Elite footballer, millionaire, handsome with a glamorous girlfriend by his side.
But Cronk is a walking example of the old adage that the harder you work, the luckier you get.
The 32-year-old Melbourne halfback will play his 300th NRL game in their preliminary final against Canberra on Saturday night, becoming just the 25th player to do so.
Cronk says if it wasn’t for the Storm and his long-time coach Craig Bellamy he would be lucky to have played half that amount of games.
“No disrespect to any other football club but I’m probably a 100-150 game player somewhere else if it wasn’t for the influence of Craig,” Cronk said.
“For him to give me the opportunity and the environment, atmosphere and resources I’ve had, I’m pretty fortunate.”
Bellamy can’t disagree, saying Cronk has made the most of his talent.
He says Cronk is mostly self-taught – driven by the want to succeed – and he’s never coached a player who has worked harder.
“Some people do go a long way on their talent; Cooper has gone a long way on the talent he’s been given through hard work,” Bellamy said this week.
“I don’t think I’ve seen anyone work as hard on his game, especially in his first 18 months.
“He still continues to work really hard but it was quite remarkable the amount of work he put into his knowledge of the game.”
Ahead of the grand final qualifer, Cronk said that passing on that knowledge gave him as much joy as winning.
“I’ve had some remarkable moments on the football field and I suppose my inspiration these days is to make sure other guys get to experience moments like that because when you’re 50 and retired you can sit back and cherish that,” he said.
“That would make me super proud.”
In the early days Cronk came across, at least to the public, as somewhat aloof. He’s been called eccentric, an enigma and most certainly an independent thinker.
Rather than head off on booze-filled end of season boys’ trips, he preferred to travel solo, soaking up the mystery of Peru.
He’s well-spoken and well-read, naming American conservative political and cultural commentator David Brooks as a favourite author.
He’s not on Facebook and he doesn’t tweet although he has recently been urged into setting up an Instagram page.
While it no longer exists, he did launch his own website that offered his reflections on his journey.
He talked of challenging himself as a youngster, not permitting himself to go home until he’d kicked 10 goals straight, which often happened after dark.
Who could forget his quote following the Storm’s 2010 salary cap scandal when he talked of it taking a “small fire in your village to realise your personal character was made of hay”.
Cronk said that career-defining setback had led him to seek professional help and guidance to help him “structure a life worth living”.
And that he has.
In 14 years he’s played 299 games, reached five grand finals, won a Dally M medal and a Clive Churchill Medal.

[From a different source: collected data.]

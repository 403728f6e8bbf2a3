//! Platform-independent helpers for describing failed HTTP responses

use chrono::{DateTime, Local, Utc};

/// `HTTP <code> <reason>` plus the platform message when there is one
pub fn format_http_error(status: u16, reason: Option<&str>, message: Option<&str>) -> String {
    let mut text = match reason {
        Some(reason) => format!("HTTP {status} {reason}"),
        None => format!("HTTP {status}"),
    };

    if let Some(message) = message.filter(|m| !m.is_empty()) {
        text.push_str(": ");
        text.push_str(message);
    }

    text
}

/// Format a unix timestamp in the local timezone
pub fn format_reset_time(reset_at: i64) -> Option<String> {
    let utc = DateTime::<Utc>::from_timestamp(reset_at, 0)?;
    Some(
        utc.with_timezone(&Local)
            .format("%Y-%m-%d %H:%M:%S")
            .to_string(),
    )
}

/// Suffix appended to rate limit errors
pub fn rate_limit_suffix(reset_at: Option<i64>) -> String {
    reset_at
        .and_then(format_reset_time)
        .map(|when| format!(" (rate limit resets at {when})"))
        .unwrap_or_default()
}

#[cfg(test)]
mod tests {
    use super::*;

    #[test]
    fn test_format_http_error() {
        assert_eq!(
            format_http_error(404, Some("Not Found"), Some("Not Found")),
            "HTTP 404 Not Found: Not Found"
        );
        assert_eq!(format_http_error(500, None, None), "HTTP 500");
        assert_eq!(
            format_http_error(502, Some("Bad Gateway"), Some("")),
            "HTTP 502 Bad Gateway"
        );
    }

    #[test]
    fn test_format_reset_time() {
        assert!(format_reset_time(1_700_000_000).is_some());
        assert_eq!(format_reset_time(i64::MAX), None);
    }

    #[test]
    fn test_rate_limit_suffix() {
        assert!(rate_limit_suffix(Some(1_700_000_000)).starts_with(" (rate limit resets at "));
        assert_eq!(rate_limit_suffix(None), "");
    }
}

He’s also played 28 games for Australia including a World Cup win and six State of Origin triumphs in seven years with Queensland.

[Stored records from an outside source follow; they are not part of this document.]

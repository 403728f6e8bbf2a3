use crate::prelude::{print, println, *};
use indicatif::{ProgressBar, ProgressStyle};
use nonfollowers_core::reconcile::ReconciliationResult;
use nonfollowers_core::report::{build_report, format_report_json, format_report_text, Platform};

/// Spinner shown on stderr while listings are fetched
pub fn new_spinner() -> Result<ProgressBar> {
    let spinner = ProgressBar::new_spinner();
    spinner.set_style(
        ProgressStyle::default_spinner()
            .template("{spinner:.cyan} {msg}")
            .map_err(|e| eyre!("Invalid spinner template: {}", e))?,
    );
    spinner.enable_steady_tick(std::time::Duration::from_millis(100));

    Ok(spinner)
}

/// Print a reconciliation result as JSON or as one line per user
pub fn print_result(
    platform: Platform,
    username: &str,
    result: &ReconciliationResult,
    json: bool,
) -> Result<()> {
    if json {
        let report = build_report(platform, username, result);
        let json_output = format_report_json(&report).map_err(|e| eyre!("{}", e))?;
        println!("{}", json_output);
        return Ok(());
    }

    print!("{}", format_report_text(platform, result));

    Ok(())
}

Bellamy says he’s in awe of the resilience of Cronk.
“I’ve coached a lot of players and he’s right up there,” Bellamy said.

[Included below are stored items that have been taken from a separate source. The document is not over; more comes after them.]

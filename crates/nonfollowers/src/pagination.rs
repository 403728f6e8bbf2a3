use crate::prelude::*;
use indicatif::ProgressBar;
use nonfollowers_core::pagination::Page;
use std::future::Future;

/// Helper to set spinner message if spinner is present
pub fn set_spinner_msg(spinner: Option<&ProgressBar>, msg: impl Into<String>) {
    if let Some(s) = spinner {
        s.set_message(msg.into());
    }
}

/// Fetch all pages of a listing, handling pagination automatically
///
/// `fetch_page` is called with `None` for the first page and with the cursor
/// returned by the previous page afterwards. The first failing page aborts the
/// whole listing; nothing accumulated so far is returned. A page whose next
/// cursor equals the one it was fetched with is an error.
pub async fn collect_pages<T, F, Fut>(
    label: &str,
    spinner: Option<&ProgressBar>,
    mut fetch_page: F,
) -> Result<Vec<T>>
where
    F: FnMut(Option<String>) -> Fut,
    Fut: Future<Output = Result<Page<T>>>,
{
    let mut all_items = Vec::new();
    let mut cursor: Option<String> = None;
    let mut page = 1;

    loop {
        if page > 1 {
            set_spinner_msg(
                spinner,
                f!("Fetching {} (page {}, {} found)...", label, page, all_items.len()),
            );
        }

        let requested = cursor.take();
        let Page { items, next } = fetch_page(requested.clone()).await?;
        log::debug!("{}: page {} returned {} item(s)", label, page, items.len());
        all_items.extend(items);

        // Check for next page
        match next {
            Some(next_cursor) if requested.as_deref() == Some(next_cursor.as_str()) => {
                return Err(eyre!(
                    "{}: page {} pointed back to itself ({}), stopping",
                    label,
                    page,
                    next_cursor
                ));
            }
            Some(next_cursor) => cursor = Some(next_cursor),
            None => break,
        }
        page += 1;
    }

    log::debug!("{}: {} item(s) across {} page(s)", label, all_items.len(), page);
    Ok(all_items)
}

#[cfg(test)]
mod tests {
    use super::*;
    use std::collections::VecDeque;
    use std::sync::{Arc, Mutex};

    #[tokio::test]
    async fn test_collect_pages_concatenates_in_order() {
        let pages = Arc::new(Mutex::new(VecDeque::from(vec![
            Page::new(vec![1, 2], Some("p2".to_string())),
            Page::new(vec![3], Some("p3".to_string())),
            Page::last(vec![4, 5]),
        ])));
        let seen = Arc::new(Mutex::new(Vec::new()));

        let result = collect_pages("numbers", None, |cursor| {
            let pages = Arc::clone(&pages);
            let seen = Arc::clone(&seen);
            async move {
                seen.lock().unwrap().push(cursor);
                Ok::<_, color_eyre::eyre::Report>(pages.lock().unwrap().pop_front().unwrap())
            }
        })
        .await
        .unwrap();

        assert_eq!(result, vec![1, 2, 3, 4, 5]);
        assert_eq!(
            *seen.lock().unwrap(),
            vec![None, Some("p2".to_string()), Some("p3".to_string())]
        );
    }

    #[tokio::test]
    async fn test_collect_pages_single_empty_page() {
        let result: Vec<u32> = collect_pages("empty", None, |_| async {
            Ok::<_, color_eyre::eyre::Report>(Page::last(vec![]))
        })
        .await
        .unwrap();
        assert!(result.is_empty());
    }

    #[tokio::test]
    async fn test_collect_pages_aborts_on_error() {
        let calls = Arc::new(Mutex::new(0));

        let result: Result<Vec<u32>> = collect_pages("failing", None, |cursor| {
            let calls = Arc::clone(&calls);
            async move {
                *calls.lock().unwrap() += 1;
                match cursor {
                    None => Ok::<_, color_eyre::eyre::Report>(Page::new(
                        vec![1],
                        Some("p2".to_string()),
                    )),
                    Some(_) => Err(Error::Http {
                        status: 500,
                        message: "HTTP 500 Internal Server Error".to_string(),
                    }
                    .into()),
                }
            }
        })
        .await;

        let err = result.unwrap_err();
        assert_eq!(
            err.downcast_ref::<Error>().and_then(Error::status),
            Some(500)
        );
        assert_eq!(*calls.lock().unwrap(), 2);
    }

    #[tokio::test]
    async fn test_collect_pages_stops_on_repeated_cursor() {
        let calls = Arc::new(Mutex::new(0));

        let result: Result<Vec<u32>> = collect_pages("stuck", None, |_| {
            let calls = Arc::clone(&calls);
            async move {
                *calls.lock().unwrap() += 1;
                Ok::<_, color_eyre::eyre::Report>(Page::new(vec![1], Some("same".to_string())))
            }
        })
        .await;

        let err = result.unwrap_err();
        assert!(err.to_string().contains("pointed back to itself"));
        assert_eq!(*calls.lock().unwrap(), 2);
    }
}
pub use crate::error::Error;

pub use anstream::eprintln;
pub use anstream::print;
pub use anstream::println;
pub use color_eyre::eyre::{eyre, Context, OptionExt, Result};
pub use std::format as f;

“His reliability and his resilience to play as many games as he has and he certainly doesn’t play in a dinner suit.
“He’s only a small guy and he cops some late hits as all halfbacks do but he just keeps getting up.”
For all his skills, his toughness – both mentally and physically – Bellamy says Cronk means just as much to the Storm off the field.
“It’s not just what everybody sees and everybody knows; Cooper is really good with a lot of our younger blokes.
“Especially blokes who might be going through a tough time, whether they’re struggling to get into first grade or they’ve been injured or they’ve got a few financial problems off the field.
“Whatever it is, when Coops hears of that, he’s the first one to go and help them.
“He’s not just a great footy player, he’s a really good person and this club has been lucky to have him.”
Cronk and Cameron Smith will become the first 300-gamers to play in the same team, with the Melbourne skipper reaching the milestone last season.
Their history goes back to teenage years, when Smith would drive the unlicensed Cronk to training at Brisbane Norths.
While they still share the ambitions of another NRL title, they have remained very different characters.
Rested from a pre-season game, this is typified by Smith heading to the Mr Whippy van for a double soft-serve cone dipped in chocolate. Cronk pulled out a bag of trail mix he’d brought from home.
While they may not cut from the same cloth, they are close.
They have shared plenty and Cronk hoped there was more good memories to be made, starting Saturday night at AAMI Park.
“We were living the dream when we were 19, 20 and we still are today,” Cronk said.
We’re super fortunate to land here at Melbourne and have the career and life and achievements that we’ve had and hopefully there’s still a few special ones left.”